*Assigned task*
Each record below must be retyped exactly, with nothing left out.

*Data for analysis*
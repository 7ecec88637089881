//! Data models for search requests, raw API items, and normalized records.
//!
//! - [`SearchCriteria`]: the validated, immutable description of one run
//! - [`RawItem`]: a single entry of the search API's `items` array
//! - [`NormalizedRecord`]: an in-window item ready for export
//!
//! `NormalizedRecord` field names are renamed to the CSV column names so the
//! same serde derive drives both export and re-import.

use crate::error::CriteriaError;
use chrono::{Datelike, NaiveDate};
use serde::{Deserialize, Serialize};
use std::fmt;

/// Largest `display` value the search API accepts.
pub const MAX_PAGE_SIZE: usize = 100;

/// Result ordering requested from the search API.
#[derive(Debug, Clone, Copy, PartialEq, Eq, Default, clap::ValueEnum)]
pub enum SortOrder {
    /// Newest first. Required for the date cutoff to be sound.
    #[default]
    #[value(name = "date")]
    Date,
    /// Relevance ordering.
    #[value(name = "sim")]
    Similarity,
}

impl SortOrder {
    /// Value of the `sort` query parameter.
    pub fn as_param(&self) -> &'static str {
        match self {
            SortOrder::Date => "date",
            SortOrder::Similarity => "sim",
        }
    }

    pub fn is_date_descending(&self) -> bool {
        matches!(self, SortOrder::Date)
    }
}

impl fmt::Display for SortOrder {
    fn fmt(&self, f: &mut fmt::Formatter<'_>) -> fmt::Result {
        f.write_str(self.as_param())
    }
}

/// Where a publication date falls relative to the search window.
#[derive(Debug, Clone, Copy, PartialEq, Eq)]
pub enum WindowPosition {
    Before,
    Within,
    After,
}

/// Immutable description of a single collection run.
///
/// Both dates are inclusive. Construction enforces `start <= end` and a page
/// size within `1..=MAX_PAGE_SIZE`.
#[derive(Debug, Clone, PartialEq, Eq)]
pub struct SearchCriteria {
    query: String,
    start: NaiveDate,
    end: NaiveDate,
    page_size: usize,
    sort: SortOrder,
}

impl SearchCriteria {
    pub fn new(
        query: impl Into<String>,
        start: NaiveDate,
        end: NaiveDate,
        page_size: usize,
        sort: SortOrder,
    ) -> Result<Self, CriteriaError> {
        let query = query.into();
        if query.trim().is_empty() {
            return Err(CriteriaError::EmptyQuery);
        }
        if start > end {
            return Err(CriteriaError::InvertedWindow { start, end });
        }
        if page_size == 0 || page_size > MAX_PAGE_SIZE {
            return Err(CriteriaError::PageSize(page_size));
        }
        Ok(Self {
            query,
            start,
            end,
            page_size,
            sort,
        })
    }

    pub fn query(&self) -> &str {
        &self.query
    }

    pub fn start(&self) -> NaiveDate {
        self.start
    }

    pub fn end(&self) -> NaiveDate {
        self.end
    }

    pub fn page_size(&self) -> usize {
        self.page_size
    }

    pub fn sort(&self) -> SortOrder {
        self.sort
    }

    pub fn position_of(&self, date: NaiveDate) -> WindowPosition {
        if date < self.start {
            WindowPosition::Before
        } else if date > self.end {
            WindowPosition::After
        } else {
            WindowPosition::Within
        }
    }
}

/// Body of a search API response. Only `items` is used.
#[derive(Debug, Deserialize)]
pub struct SearchResponse {
    #[serde(default)]
    pub total: Option<u64>,
    #[serde(default)]
    pub items: Vec<RawItem>,
}

/// One search hit exactly as the API returns it.
///
/// `title` and `description` are HTML-escaped and wrap matched query terms in
/// `<b>…</b>`.
#[derive(Debug, Clone, Default, PartialEq, Eq, Deserialize)]
pub struct RawItem {
    #[serde(default)]
    pub title: String,
    #[serde(default, rename = "originallink")]
    pub original_link: String,
    #[serde(default)]
    pub link: String,
    #[serde(default)]
    pub description: String,
    /// e.g. `Wed, 02 Apr 2025 10:15:00 +0900`
    #[serde(default, rename = "pubDate")]
    pub pub_date: String,
}

/// A cleaned, in-window article, one CSV row.
#[derive(Debug, Clone, PartialEq, Eq, Serialize, Deserialize)]
pub struct NormalizedRecord {
    pub year: i32,
    pub month: u32,
    /// `YYYYMM`
    pub ym: String,
    /// `YYYY-Qn`
    pub yq: String,
    #[serde(rename = "Date")]
    pub date: NaiveDate,
    /// Publication timestamp as received.
    #[serde(rename = "SearchDate")]
    pub search_date: String,
    /// Matched terms joined by `", "`.
    #[serde(rename = "Keyword")]
    pub keyword: Option<String>,
    #[serde(rename = "Title")]
    pub title: String,
    #[serde(rename = "Desc")]
    pub desc: String,
    #[serde(rename = "Link")]
    pub link: String,
    #[serde(rename = "Original")]
    pub original: String,
}

/// Column order of the export.
pub const COLUMNS: [&str; 11] = [
    "year",
    "month",
    "ym",
    "yq",
    "Date",
    "SearchDate",
    "Keyword",
    "Title",
    "Desc",
    "Link",
    "Original",
];

/// Calendar grouping keys derived from a publication date.
#[derive(Debug, Clone, PartialEq, Eq)]
pub struct CalendarKeys {
    pub year: i32,
    pub month: u32,
    pub ym: String,
    pub yq: String,
}

impl CalendarKeys {
    pub fn from_date(date: NaiveDate) -> Self {
        let quarter = (date.month() - 1) / 3 + 1;
        Self {
            year: date.year(),
            month: date.month(),
            ym: date.format("%Y%m").to_string(),
            yq: format!("{}-Q{}", date.year(), quarter),
        }
    }
}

*Reply to the exercise*
repository 7ecec88637089881
//! Data models for search requests, raw API items, and normalized records.
//!
//! - [`SearchCriteria`]: the validated, immutable description of one run
//! - [`RawItem`]: a single entry of the search API's `items` array
//! - [`NormalizedRecord`]: an in-window item ready for export
//!
//! `NormalizedRecord` field names are renamed to the CSV column names so the
//! same serde derive drives both export and re-import.

use crate::error::CriteriaError;
use chrono::{Datelike, NaiveDate};
use serde::{Deserialize, Serialize};
use std::fmt;

/// Largest `display` value the search API accepts.
pub const MAX_PAGE_SIZE: usize = 100;

/// Result ordering requested from the search API.
#[derive(Debug, Clone, Copy, PartialEq, Eq, Default, clap::ValueEnum)]
pub enum SortOrder {
    /// Newest first. Required for the date cutoff to be sound.
    #[default]
    #[value(name = "date")]
    Date,
    /// Relevance ordering.
    #[value(name = "sim")]
    Similarity,
}

impl SortOrder {
    /// Value of the `sort` query parameter.
    pub fn as_param(&self) -> &'static str {
        match self {
            SortOrder::Date => "date",
            SortOrder::Similarity => "sim",
        }
    }

    pub fn is_date_descending(&self) -> bool {
        matches!(self, SortOrder::Date)
    }
}

impl fmt::Display for SortOrder {
    fn fmt(&self, f: &mut fmt::Formatter<'_>) -> fmt::Result {
        f.write_str(self.as_param())
    }
}

/// Where a publication date falls relative to the search window.
#[derive(Debug, Clone, Copy, PartialEq, Eq)]
pub enum WindowPosition {
    Before,
    Within,
    After,
}

/// Immutable description of a single collection run.
///
/// Both dates are inclusive. Construction enforces `start <= end` and a page
/// size within `1..=MAX_PAGE_SIZE`.
#[derive(Debug, Clone, PartialEq, Eq)]
pub struct SearchCriteria {
    query: String,
    start: NaiveDate,
    end: NaiveDate,
    page_size: usize,
    sort: SortOrder,
}

impl SearchCriteria {
    pub fn new(
        query: impl Into<String>,
        start: NaiveDate,
        end: NaiveDate,
        page_size: usize,
        sort: SortOrder,
    ) -> Result<Self, CriteriaError> {
        let query = query.into();
        if query.trim().is_empty() {
            return Err(CriteriaError::EmptyQuery);
        }
        if start > end {
            return Err(CriteriaError::InvertedWindow { start, end });
        }
        if page_size == 0 || page_size > MAX_PAGE_SIZE {
            return Err(CriteriaError::PageSize(page_size));
        }
        Ok(Self {
            query,
            start,
            end,
            page_size,
            sort,
        })
    }

    pub fn query(&self) -> &str {
        &self.query
    }

    pub fn start(&self) -> NaiveDate {
        self.start
    }

    pub fn end(&self) -> NaiveDate {
        self.end
    }

    pub fn page_size(&self) -> usize {
        self.page_size
    }

    pub fn sort(&self) -> SortOrder {
        self.sort
    }

    pub fn position_of(&self, date: NaiveDate) -> WindowPosition {
        if date < self.start {
            WindowPosition::Before
        } else if date > self.end {
            WindowPosition::After
        } else {
            WindowPosition::Within
        }
    }
}

/// Body of a search API response. Only `items` is used.
#[derive(Debug, Deserialize)]
pub struct SearchResponse {
    #[serde(default)]
    pub total: Option<u64>,
    #[serde(default)]
    pub items: Vec<RawItem>,
}

/// One search hit exactly as the API returns it.
///
/// `title` and `description` are HTML-escaped and wrap matched query terms in
/// `<b>…</b>`.
#[derive(Debug, Clone, Default, PartialEq, Eq, Deserialize)]
pub struct RawItem {
    #[serde(default)]
    pub title: String,
    #[serde(default, rename = "originallink")]
    pub original_link: String,
    #[serde(default)]
    pub link: String,
    #[serde(default)]
    pub description: String,
    /// e.g. `Wed, 02 Apr 2025 10:15:00 +0900`
    #[serde(default, rename = "pubDate")]
    pub pub_date: String,
}

/// A cleaned, in-window article, one CSV row.
#[derive(Debug, Clone, PartialEq, Eq, Serialize, Deserialize)]
pub struct NormalizedRecord {
    pub year: i32,
    pub month: u32,
    /// `YYYYMM`
    pub ym: String,
    /// `YYYY-Qn`
    pub yq: String,
    #[serde(rename = "Date")]
    pub date: NaiveDate,
    /// Publication timestamp as received.
    #[serde(rename = "SearchDate")]
    pub search_date: String,
    /// Matched terms joined by `", "`.
    #[serde(rename = "Keyword")]
    pub keyword: Option<String>,
    #[serde(rename = "Title")]
    pub title: String,
    #[serde(rename = "Desc")]
    pub desc: String,
    #[serde(rename = "Link")]
    pub link: String,
    #[serde(rename = "Original")]
    pub original: String,
}

/// Column order of the export.
pub const COLUMNS: [&str; 11] = [
    "year",
    "month",
    "ym",
    "yq",
    "Date",
    "SearchDate",
    "Keyword",
    "Title",
    "Desc",
    "Link",
    "Original",
];

/// Calendar grouping keys derived from a publication date.
#[derive(Debug, Clone, PartialEq, Eq)]
pub struct CalendarKeys {
    pub year: i32,
    pub month: u32,
    pub ym: String,
    pub yq: String,
}

impl CalendarKeys {
    pub fn from_date(date: NaiveDate) -> Self {
        let quarter = (date.month() - 1) / 3 + 1;
        Self {
            year: date.year(),
            month: date.month(),
            ym: date.format("%Y%m").to_string(),
            yq: format!("{}-Q{}", date.year(), quarter),
        }
    }
}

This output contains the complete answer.